A Man Without a Chest is Not A Man // Haylee Lynd
C.S. Lewis in the first chapter of "The Abolition of Man" describes "men without chests." He tells us that the chest is "the seat, as Alanus tells us, of Magnanimity, of emotions organized by trained habit into stable sentiments" (24-25). Furthermore, it is through the chest that the head rules the belly. According to Lewis, the chest may be the very thing by which man is man because "by his intellect he is mere spirit and by his appetite mere animal" (25). To Lewis, for men to have chests, for men to have trained, reasonable emotions, is so important that he decides he must argue against "the Green Book" even though he was given it for free and, thus, is expected to give it praise. Therefore, we must encourage education that teaches men to have chests rather than the type of education of "the Green Book." Emotional states can be in harmony with reason, but in our modern age, most individuals for not observe an objective truth. Therefore, the emotions of most individuals in our modern age have emotions that are out of harmony with reason. They, or maybe even I (I am still doing reflection on this topic), do not often respond in the way they should, with stable sentiments. The people of our modern age allow facts to lay waste to their feelings, which is exactly what Lewis wants us to move away from. If there is no objective truth - if all truth is subjective - the slippery slope leads to each and every individual having different morals. Therefore, if you believe stealing is wrong, but I and the judge leading your trial against me do not, then you will not get justice. You cannot. Justice is subjective in this way. This is an extreme example, but it can be applied to many things, some of which are highly controversial. At the end of the day, no matter the example, I agree with Lewis that there should be objective truth, and objective truth should be taught. We should aim to have appropriate responses to things - for our emotions to be in harmony with reason. We need to know what is right and what is wrong to guide our emotions as our emotions guide our actions (our head rules the belly through the chest).

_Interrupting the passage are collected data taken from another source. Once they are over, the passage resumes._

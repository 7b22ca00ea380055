use core_foundation::base::TCFType;
use core_foundation::string::{CFString, CFStringRef};
use std::ptr;

use crate::error::{Error, Result};
use crate::registry::InputSourceRegistry;

type OSStatus = i32;

// Text Input Source Services, part of Carbon/HIToolbox
#[link(name = "Carbon", kind = "framework")]
extern "C" {
    fn TISCopyCurrentKeyboardInputSource() -> *const libc::c_void;
    fn TISCreateInputSourceList(
        properties: *const libc::c_void,
        include_all_installed: bool,
    ) -> *const libc::c_void;
    fn TISGetInputSourceProperty(
        source: *const libc::c_void,
        property_key: CFStringRef,
    ) -> *const libc::c_void;
    fn TISSelectInputSource(source: *const libc::c_void) -> OSStatus;

    static kTISPropertyInputSourceID: CFStringRef;
}

extern "C" {
    fn CFArrayGetCount(array: *const libc::c_void) -> isize;
    fn CFArrayGetValueAtIndex(array: *const libc::c_void, idx: isize) -> *const libc::c_void;
    fn CFRetain(cf: *const libc::c_void) -> *const libc::c_void;
    fn CFRelease(cf: *const libc::c_void);
}

/// A CoreFoundation object we hold one reference to.
struct Owned(*const libc::c_void);

impl Owned {
    /// Takes ownership of a pointer obtained under the create rule.
    fn from_create(ptr: *const libc::c_void) -> Option<Self> {
        (!ptr.is_null()).then_some(Owned(ptr))
    }

    /// Retains a pointer obtained under the get rule.
    fn from_get(ptr: *const libc::c_void) -> Option<Self> {
        if ptr.is_null() {
            return None;
        }
        Some(Owned(unsafe { CFRetain(ptr) }))
    }
}

impl Drop for Owned {
    fn drop(&mut self) {
        unsafe { CFRelease(self.0) };
    }
}

/// A retained `TISInputSourceRef`.
pub struct TisInputSource(Owned);

fn source_id(source: *const libc::c_void) -> Option<String> {
    unsafe {
        let id_ref = TISGetInputSourceProperty(source, kTISPropertyInputSourceID);
        if id_ref.is_null() {
            return None;
        }
        Some(CFString::wrap_under_get_rule(id_ref as CFStringRef).to_string())
    }
}

/// The current user's input sources as seen through Carbon.
#[derive(Debug, Default, Clone, Copy)]
pub struct SystemRegistry;

impl InputSourceRegistry for SystemRegistry {
    type Source = TisInputSource;

    fn sources(&self) -> Result<Vec<TisInputSource>> {
        // No filter dictionary: matching happens on our side.
        let list = Owned::from_create(unsafe { TISCreateInputSourceList(ptr::null(), false) })
            .ok_or(Error::Enumerate("TISCreateInputSourceList returned null"))?;

        let count = unsafe { CFArrayGetCount(list.0) };
        let sources = (0..count)
            .filter_map(|idx| Owned::from_get(unsafe { CFArrayGetValueAtIndex(list.0, idx) }))
            .map(TisInputSource)
            .collect();

        Ok(sources)
    }

    fn source_id(&self, source: &TisInputSource) -> Option<String> {
        source_id((source.0).0)
    }

    fn select(&self, source: &TisInputSource) -> i32 {
        unsafe { TISSelectInputSource((source.0).0) }
    }

    fn current_id(&self) -> Result<String> {
        let current = Owned::from_create(unsafe { TISCopyCurrentKeyboardInputSource() })
            .ok_or(Error::Enumerate("failed to get current input source"))?;

        source_id(current.0).ok_or(Error::Enumerate("failed to get input source ID"))
    }
}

P.S. I commented on Josh's and Lily's posts.
Hey Haylee! I like how you said that emotional states can be in harmony with reason, but lack of objective truth leads to them being out of harmony with reason. Certainly, one should be base one's knowledge of right and wrong, of truth and falsehood, and so forth on reason; but usually it is one's emotional expressions and actions that reveal to the world what he feels is right and wrong, is true and false. So, if one's actions and expressions are out of tune with rationality, his emotions probably are, too. Good post!